There was no instructions provided with the materials
list, but there was a nice diagram which showed you where all the pieces were supposed to go. No instructions were necessary.
There was only one cut to make for the length of the pipe, and one drill out for the brass needle valve assembly. All the
pieces fit together with aquarium silicon sealant.
The great thing about the instructions is that
you don't have to have the main pipe cut exactly. You can make it a bit longer or shorter than what is called, just make sure
the cut end is as straight as possible; it wouldn't hurt to sand it!
This might seem obvious to you, but you
will also need some sort of adhesive to glue all the pieces together. I used an aquarium silicon sealant. I figured if it's
safe for my fish, should be safe for my Chameleons!
The 1/4 x 1/8 tube/MIP Brass needle valve assembly
was a little difficult to find, but I finally found it at Home Depot. They have it, trust me! The assembly did not come with
clear enough directions, but I finally figured out how to attach the 1/8 airline tubing to the assembly. Yes, I know I sound
flakey, but when you attached the 1/8 tubing to where it was supposed to go, the brass attachment would just flop around the
assembly and would not form a watertight seal. I finally figured out how to solve this problem:
1)
attach airline tubing to 1/8 the brass attachment
2)
using a crescent wrench, TIGHTEN the 1/8 attachment
to assembly until it is snug
When you tighten the attachment, the assembly
flares out and forms a water tight seal. NIFTY!
The directions to the drip system call for a
1/8 tap to the drip system housing, but I chose to drill the hole out slightly smaller than the direction called for, and
line the hole with copious amounts of aquarium sealant. This worked for me, but you have to make sure the hole is small enough
to form a tight seal, but large enough to allow the 1/4 thread through.
Another thing that isn't too clear is that the
drop-in drain grate shouldn't be glued in place. You will want to remove this from time to time to clear out your drip system.

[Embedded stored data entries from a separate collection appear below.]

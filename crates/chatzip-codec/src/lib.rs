#![warn(clippy::pedantic)]

pub mod config;
pub mod error;
pub mod scanner;

mod envelope;

pub use config::CodecConfig;
pub use error::{ConfigError, DecodeError, EncodeError};
pub use scanner::SegmentScanner;

use std::convert::Infallible;

use chatzip_compress::CompressorRegistry;
use chatzip_wire::alphabet::is_visible_category;
use chatzip_wire::{AlphabetTable, radix};

/// Embeds compressed text in chat messages and recovers it.
///
/// ```text
///   encode_segment:
///     text ──compress (highest id)──▶ body
///          ──[id ‖ body]──▶ big-endian integer ──÷ base──▶ symbols (LSD first)
///
///   decode_segment:
///     symbols ──Σ digit·baseⁱ──▶ integer ──▶ minimal big-endian bytes
///             ──skip 0x00 pad──▶ [id ‖ body] ──lookup(id).decompress──▶ text
/// ```
///
/// `encode_message`/`decode_message` apply the segment operations to every
/// `$!…!$` span of a larger text.
///
/// Read-only after construction and `Send + Sync`; share it behind an `Arc`.
pub struct MessageCodec {
    alphabet: AlphabetTable,
    registry: CompressorRegistry,
    scanner: SegmentScanner,
    error_marker: char,
}

impl std::fmt::Debug for MessageCodec {
    fn fmt(&self, f: &mut std::fmt::Formatter<'_>) -> std::fmt::Result {
        f.debug_struct("MessageCodec")
            .field("base", &self.alphabet.base())
            .field("registry", &self.registry)
            .field("start", &self.scanner.start())
            .field("end", &self.scanner.end())
            .field("error_marker", &self.error_marker)
            .finish()
    }
}

/// What a segment contains, read without decompressing it.
#[derive(Clone, Debug, PartialEq, Eq, serde::Serialize)]
pub struct SegmentInfo {
    /// Compressor identifier carried by the envelope.
    pub identifier: u8,
    /// Name of the registered compressor, if the identifier is known.
    pub compressor: Option<&'static str>,
    /// Length of the compressed body in bytes.
    pub body_len: usize,
    /// Number of alphabet symbols in the encoded segment.
    pub symbols: usize,
}

impl MessageCodec {
    /// Build a codec from a configuration and a compressor registry.
    ///
    /// # Errors
    ///
    /// Returns [`ConfigError`] if the alphabet is too small or the markers
    /// are unusable.
    pub fn new(config: &CodecConfig, registry: CompressorRegistry) -> Result<Self, ConfigError> {
        let blacklist = &config.alphabet_blacklist;
        let alphabet = AlphabetTable::build(config.alphabet_from, config.alphabet_to, |ch| {
            !blacklist.contains(&ch) && is_visible_category(ch)
        })?;
        let scanner = SegmentScanner::new(&config.start_marker, &config.end_marker)?;

        log::debug!(
            "message codec ready: base {}, {} compressors, markers {:?} {:?}",
            alphabet.base(),
            registry.len(),
            scanner.start(),
            scanner.end()
        );

        Ok(Self {
            alphabet,
            registry,
            scanner,
            error_marker: config.error_marker,
        })
    }

    /// [`new`](Self::new) with the standard registry bounded by
    /// `config.max_decompressed_size`.
    ///
    /// # Errors
    ///
    /// See [`new`](Self::new).
    pub fn from_config(config: &CodecConfig) -> Result<Self, ConfigError> {
        Self::new(
            config,
            CompressorRegistry::standard(config.max_decompressed_size),
        )
    }

    /// Default configuration and the standard registry.
    ///
    /// # Errors
    ///
    /// See [`new`](Self::new).
    pub fn standard() -> Result<Self, ConfigError> {
        Self::from_config(&CodecConfig::default())
    }

    pub fn alphabet(&self) -> &AlphabetTable {
        &self.alphabet
    }

    pub fn registry(&self) -> &CompressorRegistry {
        &self.registry
    }

    pub fn scanner(&self) -> &SegmentScanner {
        &self.scanner
    }

    /// Compress `text` with the newest compressor and encode the envelope
    /// as an alphabet string. Markers are not added.
    ///
    /// # Errors
    ///
    /// Returns [`EncodeError::Compression`] if the compressor fails.
    pub fn encode_segment(&self, text: &str) -> Result<String, EncodeError> {
        let (id, compressor) = self.registry.highest();
        let body = compressor
            .compress(text)
            .map_err(|source| EncodeError::Compression {
                compressor: compressor.name(),
                source,
            })?;

        let encoded = radix::encode(&envelope::build(id, &body), &self.alphabet);
        log::debug!(
            "encoded segment with {}: {} text bytes -> {} body bytes -> {} symbols",
            compressor.name(),
            text.len(),
            body.len(),
            encoded.chars().count()
        );
        Ok(encoded)
    }

    /// Decode an alphabet string produced by [`encode_segment`](Self::encode_segment).
    ///
    /// # Errors
    ///
    /// Every failure is a [`DecodeError`] scoped to this segment.
    pub fn decode_segment(&self, encoded: &str) -> Result<String, DecodeError> {
        let bytes = radix::decode(encoded, &self.alphabet)?;
        let (id, body) = envelope::parse(&bytes)?;
        let compressor = self
            .registry
            .lookup(id)
            .ok_or(DecodeError::UnknownCompressor { id })?;
        Ok(compressor.decompress(body)?)
    }

    /// Parse a segment's envelope without decompressing the body.
    ///
    /// An unregistered identifier is reported through
    /// [`SegmentInfo::compressor`] rather than as an error.
    ///
    /// # Errors
    ///
    /// Fails on the same symbol and envelope errors as
    /// [`decode_segment`](Self::decode_segment).
    pub fn inspect_segment(&self, encoded: &str) -> Result<SegmentInfo, DecodeError> {
        let bytes = radix::decode(encoded, &self.alphabet)?;
        let (identifier, body) = envelope::parse(&bytes)?;
        Ok(SegmentInfo {
            identifier,
            compressor: self.registry.lookup(identifier).map(|c| c.name()),
            body_len: body.len(),
            symbols: encoded.chars().count(),
        })
    }

    /// Encode the inner content of every segment in `text`, keeping the
    /// markers. Text outside segments is unchanged.
    ///
    /// # Errors
    ///
    /// The first segment that fails to encode aborts the whole message.
    pub fn encode_message(&self, text: &str) -> Result<String, EncodeError> {
        self.scanner
            .try_replace(text, |inner| self.encode_segment(inner))
    }

    /// Replace every segment, markers included, with its decoded text.
    ///
    /// A segment that fails to decode is replaced with the error
    /// description between two error markers (`!…!`), and the rest of
    /// the message is still processed. Never fails.
    pub fn decode_message(&self, text: &str) -> String {
        let Ok(decoded) = self.scanner.try_replace(text, |inner| {
            Ok::<_, Infallible>(match self.decode_segment(inner) {
                Ok(plain) => plain,
                Err(e) => {
                    log::warn!("segment failed to decode: {e}");
                    format!("{marker}{e}{marker}", marker = self.error_marker)
                }
            })
        });
        decoded
    }

    /// Wrap `text` in markers after encoding it as a single segment.
    ///
    /// # Errors
    ///
    /// See [`encode_segment`](Self::encode_segment).
    pub fn encode_wrapped(&self, text: &str) -> Result<String, EncodeError> {
        Ok(self.scanner.wrap(&self.encode_segment(text)?))
    }
}

#[cfg(test)]
mod tests {
    use std::sync::Arc;

    use chatzip_compress::{
        CompressionError, Compressor, DENSE_ID, FAST_ID, FastCompressor,
    };

    use super::*;

    fn codec() -> MessageCodec {
        MessageCodec::standard().unwrap()
    }

    /// A codec whose registry only knows the fast compressor.
    fn fast_only() -> MessageCodec {
        let registry = CompressorRegistry::new([(
            FAST_ID,
            Box::new(FastCompressor::new()) as Box<dyn Compressor>,
        )])
        .unwrap();
        MessageCodec::new(&CodecConfig::default(), registry).unwrap()
    }

    #[test]
    fn segment_roundtrip() {
        let codec = codec();
        for text in ["hello", "", "ünïcödé ✓ 中文", "long ".repeat(500).as_str()] {
            let encoded = codec.encode_segment(text).unwrap();
            assert_eq!(codec.decode_segment(&encoded).unwrap(), text);
        }
    }

    #[test]
    fn encoded_segment_uses_only_alphabet_symbols() {
        let codec = codec();
        let encoded = codec.encode_segment("the quick brown fox").unwrap();
        assert!(!encoded.is_empty());
        assert!(encoded.chars().all(|c| codec.alphabet().contains(c)));
    }

    #[test]
    fn new_encodes_use_highest_identifier() {
        let codec = codec();
        let encoded = codec.encode_segment("newest wins").unwrap();
        let info = codec.inspect_segment(&encoded).unwrap();
        assert_eq!(info.identifier, DENSE_ID);
        assert_eq!(info.compressor, Some("zstd"));
    }

    #[test]
    fn older_identifier_still_decodes() {
        let encoded = fast_only().encode_segment("written by an older peer").unwrap();
        let codec = codec();
        assert_eq!(codec.inspect_segment(&encoded).unwrap().identifier, FAST_ID);
        assert_eq!(
            codec.decode_segment(&encoded).unwrap(),
            "written by an older peer"
        );
    }

    #[test]
    fn unknown_identifier_is_reported() {
        // Encoded by a peer whose newest compressor is id 2; decoded by one
        // that only knows id 1.
        let encoded = codec().encode_segment("from the future").unwrap();
        let result = fast_only().decode_segment(&encoded);
        assert!(matches!(
            result,
            Err(DecodeError::UnknownCompressor { id: 2 })
        ));
    }

    #[test]
    fn foreign_symbol_is_invalid_character() {
        let codec = codec();
        let mut encoded = codec.encode_segment("abc").unwrap();
        encoded.push(' ');
        let position = encoded.chars().count() - 1;
        assert!(matches!(
            codec.decode_segment(&encoded),
            Err(DecodeError::InvalidCharacter { symbol: ' ', position: p }) if p == position
        ));
    }

    #[test]
    fn empty_segment_is_malformed() {
        assert!(matches!(
            codec().decode_segment(""),
            Err(DecodeError::MalformedEnvelope)
        ));
    }

    #[test]
    fn zero_valued_segment_is_too_small() {
        // Digit 0 in every position: the integer is zero.
        assert!(matches!(
            codec().decode_segment("!!!"),
            Err(DecodeError::EnvelopeTooSmall)
        ));
    }

    #[test]
    fn corrupt_body_is_a_decompression_error() {
        let codec = codec();
        // [2, 0xDE, 0xAD]: the dense identifier followed by garbage.
        let encoded = radix::encode(&[DENSE_ID, 0xDE, 0xAD], codec.alphabet());
        assert!(matches!(
            codec.decode_segment(&encoded),
            Err(DecodeError::Decompression(
                CompressionError::NativeDecompressionFailed(_)
            ))
        ));
    }

    #[test]
    fn oversized_output_is_rejected() {
        let generous = MessageCodec::from_config(
            &CodecConfig::default().with_max_decompressed_size(1 << 20),
        )
        .unwrap();
        let encoded = generous.encode_segment(&"a".repeat(100_000)).unwrap();

        assert!(matches!(
            codec().decode_segment(&encoded),
            Err(DecodeError::Decompression(
                CompressionError::OutputTooLarge { .. }
            ))
        ));
    }

    #[test]
    fn message_roundtrip_keeps_surrounding_text() {
        let codec = codec();
        let message = "before $!first secret!$ middle $!second!$ after";
        let encoded = codec.encode_message(message).unwrap();
        assert!(encoded.starts_with("before $!"));
        assert!(encoded.ends_with("!$ after"));
        assert!(!encoded.contains("first secret"));
        assert_eq!(codec.decode_message(&encoded), message.replace("$!", "").replace("!$", ""));
    }

    #[test]
    fn decode_message_contains_failures() {
        let codec = codec();
        let good = codec.encode_wrapped("fine").unwrap();
        let message = format!("a {good} b $! !$ c");
        insta::assert_snapshot!(
            codec.decode_message(&message),
            @"a fine b !unexpected character ' ' at position 0! c"
        );
    }

    #[test]
    fn inspect_reports_sizes() {
        let codec = codec();
        let encoded = codec.encode_segment("inspect me").unwrap();
        let info = codec.inspect_segment(&encoded).unwrap();
        assert_eq!(info.symbols, encoded.chars().count());
        assert!(info.body_len > 0);
    }

    #[test]
    fn inspect_tolerates_unknown_identifier() {
        let codec = codec();
        let encoded = radix::encode(&[9, 1, 2, 3], codec.alphabet());
        let info = codec.inspect_segment(&encoded).unwrap();
        assert_eq!(info.identifier, 9);
        assert_eq!(info.compressor, None);
        assert_eq!(info.body_len, 3);
    }

    #[test]
    fn custom_markers() {
        let config = CodecConfig {
            start_marker: "<<".to_owned(),
            end_marker: ">>".to_owned(),
            error_marker: '#',
            ..CodecConfig::default()
        };
        let codec = MessageCodec::from_config(&config).unwrap();
        let encoded = codec.encode_message("x <<hi>> y").unwrap();
        assert_eq!(codec.decode_message(&encoded), "x hi y");
        assert_eq!(codec.decode_message("<<\u{E000}>>").chars().next(), Some('#'));
    }

    #[test]
    fn tiny_alphabet_is_a_config_error() {
        let config = CodecConfig {
            alphabet_from: 'a',
            alphabet_to: 'a',
            ..CodecConfig::default()
        };
        assert!(matches!(
            MessageCodec::from_config(&config),
            Err(ConfigError::Alphabet(_))
        ));
    }

    #[test]
    fn codec_is_shareable() {
        fn assert_send_sync<T: Send + Sync>() {}
        assert_send_sync::<MessageCodec>();

        let codec = Arc::new(codec());
        let handles: Vec<_> = (0..4)
            .map(|i| {
                let codec = Arc::clone(&codec);
                std::thread::spawn(move || {
                    let text = format!("message number {i}");
                    let encoded = codec.encode_segment(&text).unwrap();
                    assert_eq!(codec.decode_segment(&encoded).unwrap(), text);
                })
            })
            .collect();
        for handle in handles {
            handle.join().unwrap();
        }
    }
}
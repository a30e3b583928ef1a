//! Editor tuning knobs.

use georef_core::HIT_RADIUS;
use serde::{Deserialize, Serialize};

/// Navigation limits and hit-test sizes for one editor instance.
///
/// Missing fields keep their defaults when deserialized.
#[derive(Debug, Clone, Copy, PartialEq, Serialize, Deserialize)]
#[serde(default, rename_all = "camelCase")]
pub struct EditorConfig {
    pub min_scale: f64,
    pub max_scale: f64,
    /// Normalized wheel units per `zoom_step` factor.
    pub zoom_sensitivity: f64,
    /// Zoom factor applied per `zoom_sensitivity` wheel units.
    pub zoom_step: f64,
    /// Handle grab radius in screen pixels.
    pub hit_radius: f64,
    /// Outer edge of the rotate ring, as a multiple of `hit_radius`.
    pub rotate_zone: f64,
}

impl Default for EditorConfig {
    fn default() -> Self {
        Self {
            min_scale: 0.1,
            max_scale: 10.0,
            zoom_sensitivity: 50.0,
            zoom_step: 1.05,
            hit_radius: HIT_RADIUS,
            rotate_zone: 2.5,
        }
    }
}

impl EditorConfig {
    /// Replace unusable values with defaults and order the scale bounds.
    pub fn sanitized(self) -> Self {
        let d = Self::default();
        let positive = |v: f64, fallback: f64| if v.is_finite() && v > 0.0 { v } else { fallback };
        let (min_scale, max_scale) = {
            let lo = positive(self.min_scale, d.min_scale);
            let hi = positive(self.max_scale, d.max_scale);
            if lo <= hi { (lo, hi) } else { (hi, lo) }
        };
        let rotate_zone = if self.rotate_zone.is_finite() && self.rotate_zone > 1.0 {
            self.rotate_zone
        } else {
            d.rotate_zone
        };
        Self {
            min_scale,
            max_scale,
            zoom_sensitivity: positive(self.zoom_sensitivity, d.zoom_sensitivity),
            zoom_step: positive(self.zoom_step, d.zoom_step),
            hit_radius: positive(self.hit_radius, d.hit_radius),
            rotate_zone,
        }
    }
}

#[cfg(test)]
mod tests {
    use super::*;
    use pretty_assertions::assert_eq;

    #[test]
    fn partial_json_keeps_defaults() {
        let config: EditorConfig = serde_json::from_str(r#"{"maxScale": 4.0}"#).unwrap();
        assert_eq!(config.max_scale, 4.0);
        assert_eq!(config.min_scale, 0.1);
        assert_eq!(config.hit_radius, 12.0);
    }

    #[test]
    fn sanitize_orders_and_repairs() {
        let config = EditorConfig {
            min_scale: 5.0,
            max_scale: 0.5,
            zoom_sensitivity: 0.0,
            hit_radius: f64::NAN,
            rotate_zone: 0.5,
            ..EditorConfig::default()
        }
        .sanitized();
        assert_eq!(config.min_scale, 0.5);
        assert_eq!(config.max_scale, 5.0);
        assert_eq!(config.zoom_sensitivity, 50.0);
        assert_eq!(config.hit_radius, 12.0);
        assert_eq!(config.rotate_zone, 2.5);
    }
}
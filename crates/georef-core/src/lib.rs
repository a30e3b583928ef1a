pub mod geo;
pub mod hit;
pub mod model;
pub mod project;
pub mod transform;

pub use geo::{AffineProjection, GeoCorners, GeoPoint, GeoProjection, detect_geo_handle};
pub use hit::{HIT_RADIUS, detect_handle};
pub use model::*;
pub use project::{CanvasGeometry, PointerCoords};

// Re-export kurbo so downstream crates share one geometry version.
pub use kurbo;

Overall, the drip system described was fairly
straightforward, with nothing overly complicated. I'd give this one a difficulty rating of 3, and that's because of the 1/8
brass attachment difficulty.
Material cost me about $11, and that was because
I bought a 10 ft PVC section and built , dividing the cost. The most expensive item was the brass assembly, which took up
almost half of my bill. I would recommend this project to anyone, with access to a drill, hacksaw, and some silicone aquarium
sealant.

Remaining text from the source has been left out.